The consumption of face masks was not so much before the COVID-19. A surgical mask is used by the medical staff in special conditions but soon after the COVID-19 introduction, doctors made a part of precautionary measure to use a face mask and maintain a social distance of 6 ft. As it is made mandatory, the demand for the face mask is also increased.  According to the world health organization, the US requires 89 M masks, the UK around 24.37 Billion masks per year. This huge number also requires energy to make the product. It is estimated that mask production consumes 10-30Wh energy and emit 59 g of CO2 –eq greenhouse gas in the environment

Further increased use of masks produces an increased amount of waste. It is thought that these masks fall in the category of hazardous waste, as a virus can easily spread if it is not properly disposed of.
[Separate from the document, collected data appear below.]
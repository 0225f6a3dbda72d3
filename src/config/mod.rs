//! Configuration module for Catalog-Harvest
//!
//! Two files drive a run:
//!
//! - a TOML run configuration (paths, crawl loop settings, fetcher selectors),
//!   loaded once and validated; errors here are fatal
//! - a JSON time budget file, which never fails to load and falls back to
//!   defaults instead
//!
//! # Example
//!
//! ```no_run
//! use catalog_harvest::config::{load_config, load_time_config};
//! use std::path::Path;
//!
//! let config = load_config(Path::new("harvest.toml")).unwrap();
//! let time = load_time_config(&config.paths.time_config);
//! println!("Budget: {:?} with {:?} grace", time.limit, time.grace);
//! ```

mod parser;
mod time;
mod types;
mod validation;

// Re-export types
pub use types::{Config, CrawlConfig, FetcherConfig, PathsConfig, SelectorConfig};

// Re-export parser functions
pub use parser::{compute_config_hash, load_config, load_config_with_hash};

pub use time::{
    format_hhmm, load_time_config, parse_hhmm, TimeConfig, DEFAULT_GRACE_PERIOD,
    DEFAULT_TIME_LIMIT,
};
In another scenario, masks are also somehow not manufactured in a hygienic environment, which also causes the spread of disease.  
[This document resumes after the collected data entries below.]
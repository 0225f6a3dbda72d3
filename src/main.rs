//! Catalog-Harvest main entry point
//!
//! This is the command-line interface for the Catalog-Harvest crawler.

use anyhow::Context;
use catalog_harvest::catalog::load_catalog;
use catalog_harvest::config::{
    format_hhmm, load_config_with_hash, load_time_config, parse_hhmm, Config,
};
use catalog_harvest::crawler::{plan_harvest, run_harvest};
use catalog_harvest::output::{load_statistics, match_catalog, print_statistics};
use catalog_harvest::storage::JsonFileStore;
use catalog_harvest::RecordStore;
use clap::Parser;
use std::path::PathBuf;
use std::process::ExitCode;
use tracing_subscriber::EnvFilter;

/// Catalog-Harvest: a resumable, time-budgeted catalog crawler
///
/// Catalog-Harvest walks a product catalog, enriches each item from its
/// detail page, and keeps a durable JSON record store in sync with the
/// catalog. Runs stop cleanly when the time budget's grace period is reached
/// or on SIGINT/SIGTERM, and pick up where they left off next time.
#[derive(Parser, Debug)]
#[command(name = "catalog-harvest")]
#[command(version = "1.0.0")]
#[command(about = "A resumable, time-budgeted catalog crawler", long_about = None)]
struct Cli {
    /// Path to TOML configuration file
    #[arg(value_name = "CONFIG")]
    config: PathBuf,

    /// Increase logging verbosity (-v, -vv, -vvv)
    #[arg(short, long, action = clap::ArgAction::Count)]
    verbose: u8,

    /// Suppress non-error output
    #[arg(short, long, conflicts_with = "verbose")]
    quiet: bool,

    /// Discard stored records and media before crawling
    #[arg(long)]
    fresh: bool,

    /// Show what a run would insert, update, skip and remove, then exit
    #[arg(long, conflicts_with_all = ["stats", "set_time", "fresh"])]
    dry_run: bool,

    /// Show store statistics and the catalog match, then exit
    #[arg(long, conflicts_with_all = ["dry_run", "set_time", "fresh"])]
    stats: bool,

    /// Set the run time limit (HH:MM) in the time config file, then exit
    #[arg(long, value_name = "HH:MM", conflicts_with_all = ["dry_run", "stats", "fresh"])]
    set_time: Option<String>,
}

#[tokio::main]
async fn main() -> anyhow::Result<ExitCode> {
    let cli = Cli::parse();

    // Setup logging based on verbosity
    setup_logging(cli.verbose, cli.quiet);

    // Load and validate configuration
    tracing::info!("Loading configuration from: {}", cli.config.display());
    let (config, config_hash) = load_config_with_hash(&cli.config)
        .with_context(|| format!("Failed to load configuration {}", cli.config.display()))?;
    tracing::info!("Configuration loaded successfully (hash: {})", config_hash);

    // Handle different modes
    if let Some(limit) = &cli.set_time {
        handle_set_time(&config, limit)?;
    } else if cli.dry_run {
        handle_dry_run(&config)?;
    } else if cli.stats {
        handle_stats(&config);
    } else {
        return handle_harvest(&config, cli.fresh).await;
    }

    Ok(ExitCode::SUCCESS)
}

/// Sets up the logging/tracing subscriber based on verbosity level
fn setup_logging(verbose: u8, quiet: bool) {
    let filter = if quiet {
        // Only show errors
        EnvFilter::new("error")
    } else {
        match verbose {
            0 => EnvFilter::new("catalog_harvest=info,warn"),
            1 => EnvFilter::new("catalog_harvest=debug,info"),
            2 => EnvFilter::new("catalog_harvest=trace,debug"),
            _ => EnvFilter::new("trace"),
        }
    };

    tracing_subscriber::fmt()
        .with_env_filter(filter)
        .with_target(false)
        .with_thread_ids(false)
        .with_file(false)
        .init();
}

/// Handles --set-time: rewrites the limit, keeping the current grace period
fn handle_set_time(config: &Config, limit: &str) -> anyhow::Result<()> {
    let path = &config.paths.time_config;
    let mut time = load_time_config(path);
    time.limit = parse_hhmm(limit)?;

    if time.grace >= time.limit {
        tracing::warn!(
            "Grace period {} is not shorter than the new limit {}",
            format_hhmm(time.grace),
            format_hhmm(time.limit)
        );
    }

    time.write(path)
        .with_context(|| format!("Failed to write {}", path.display()))?;
    println!(
        "✓ Time limit set to {} (grace {}) in {}",
        format_hhmm(time.limit),
        format_hhmm(time.grace),
        path.display()
    );
    Ok(())
}

/// Handles --dry-run: classifies the catalog against the store
fn handle_dry_run(config: &Config) -> anyhow::Result<()> {
    println!("=== Catalog-Harvest Dry Run ===\n");

    let time = load_time_config(&config.paths.time_config);
    println!("Paths:");
    println!("  Catalog: {}", config.paths.catalog.display());
    println!("  Store: {}", config.paths.store.display());
    if let Some(root) = &config.paths.media_root {
        println!("  Media root: {}", root.display());
    }
    println!("\nBudget:");
    println!("  Time limit: {}", format_hhmm(time.limit));
    println!("  Grace period: {}", format_hhmm(time.grace));
    println!("  Inter-item delay: {}ms", config.crawl.inter_item_delay_ms);
    println!("  Re-check unlisted: {}", config.crawl.recheck_unlisted);

    let plan = plan_harvest(config)?;
    println!("\nPlanned Actions:");
    println!("  Insert: {}", plan.insert);
    println!("  Update: {}", plan.update);
    println!("  Skip: {}", plan.skip);
    println!("  Remove: {}", plan.remove);

    println!("\n✓ Configuration is valid");
    println!("✓ Would fetch {} items", plan.insert + plan.update);
    Ok(())
}

/// Handles --stats: store statistics plus the catalog/store match
fn handle_stats(config: &Config) {
    println!("Store: {}\n", config.paths.store.display());

    let store = JsonFileStore::open(&config.paths.store);
    let stats = load_statistics(store.records());

    let matched = match load_catalog(&config.paths.catalog) {
        Ok(items) => Some(match_catalog(&items, store.records())),
        Err(e) => {
            tracing::warn!("Catalog unavailable, skipping match: {}", e);
            None
        }
    };

    print_statistics(&stats, matched.as_ref());
}

/// Handles the main harvest run and maps its outcome to an exit code
async fn handle_harvest(config: &Config, fresh: bool) -> anyhow::Result<ExitCode> {
    if fresh {
        tracing::info!("Starting fresh harvest (discarding stored records)");
    } else {
        tracing::info!("Starting harvest (stored records are reused)");
    }

    match run_harvest(config, fresh).await {
        Ok(summary) => {
            summary.print();
            Ok(ExitCode::SUCCESS)
        }
        Err(e) => {
            tracing::error!("Harvest failed: {}", e);
            Err(e).context("Harvest failed")
        }
    }
}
As the increase in demand of mask also create a tremendous amount of waste, which not only include the mask but also include the packing waste and air emissions which is a great challenge. The developing countries like Pakistan and Sri Lanka, they don’t have proper methods of collection of plastic waste, which cause the ultimate disposal of mask in streets, open dumping or burning. Besides this, most of this type of waste is disposed of in rivers, seas, and forests where it impacts the aquatic as well as the fauna of the forest. The mask cause entanglement and causes death. It was reported that a bird died due to the wrapping of the face mask.  Mask can be mistaken as a food item for birds and animals which reduces their food intake and cause death.
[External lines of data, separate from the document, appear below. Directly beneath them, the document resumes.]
use crate::config::types::{Config, CrawlConfig, FetcherConfig, PathsConfig, SelectorConfig};
use crate::fetcher::CompiledSelectors;
use crate::ConfigError;

/// Validates the entire configuration
pub fn validate(config: &Config) -> Result<(), ConfigError> {
    validate_paths(&config.paths)?;
    validate_crawl_config(&config.crawl)?;
    validate_fetcher_config(&config.fetcher)?;
    Ok(())
}

/// Validates file locations
fn validate_paths(paths: &PathsConfig) -> Result<(), ConfigError> {
    if paths.catalog.as_os_str().is_empty() {
        return Err(ConfigError::Validation(
            "catalog path cannot be empty".to_string(),
        ));
    }

    if paths.store.as_os_str().is_empty() {
        return Err(ConfigError::Validation(
            "store path cannot be empty".to_string(),
        ));
    }

    if paths.catalog == paths.store {
        return Err(ConfigError::Validation(format!(
            "catalog and store must be different files, both are '{}'",
            paths.store.display()
        )));
    }

    Ok(())
}

/// Validates crawl loop settings
fn validate_crawl_config(config: &CrawlConfig) -> Result<(), ConfigError> {
    if config.status_every < 1 {
        return Err(ConfigError::Validation(format!(
            "status_every must be >= 1, got {}",
            config.status_every
        )));
    }

    if config.inter_item_delay_ms > 3_600_000 {
        return Err(ConfigError::Validation(format!(
            "inter_item_delay_ms must be <= 3600000, got {}",
            config.inter_item_delay_ms
        )));
    }

    Ok(())
}

/// Validates fetcher settings and compiles every selector once
fn validate_fetcher_config(config: &FetcherConfig) -> Result<(), ConfigError> {
    if config.user_agent.trim().is_empty() {
        return Err(ConfigError::Validation(
            "user_agent cannot be empty".to_string(),
        ));
    }

    if config.timeout_secs < 1 || config.timeout_secs > 300 {
        return Err(ConfigError::Validation(format!(
            "timeout_secs must be between 1 and 300, got {}",
            config.timeout_secs
        )));
    }

    if config.max_retries > 10 {
        return Err(ConfigError::Validation(format!(
            "max_retries must be <= 10, got {}",
            config.max_retries
        )));
    }

    if config.external_id_marker.is_empty() {
        return Err(ConfigError::Validation(
            "external_id_marker cannot be empty".to_string(),
        ));
    }

    if let Some(host) = &config.external_host {
        if host.is_empty() || host.contains('/') {
            return Err(ConfigError::Validation(format!(
                "external_host must be a bare host name, got '{}'",
                host
            )));
        }
    }

    validate_selectors(&config.selectors)
}

/// Ensures every configured CSS selector parses
fn validate_selectors(selectors: &SelectorConfig) -> Result<(), ConfigError> {
    CompiledSelectors::compile(selectors).map(|_| ())
}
The mask in the aquatic ecosystem becomes microplastic due to photodegradation or by erosion and fragmentation, which become the part of the aquatic ecosystem and impact the health of aquatic organisms mostly animals and cause death.

Thus, it is a dire need to control this waste source which is also impacting the already affected environment, and constructive efforts are needed to solve this problem in an environment-friendly way. The time is not ahead of where we would see more masks than fish in the oceans.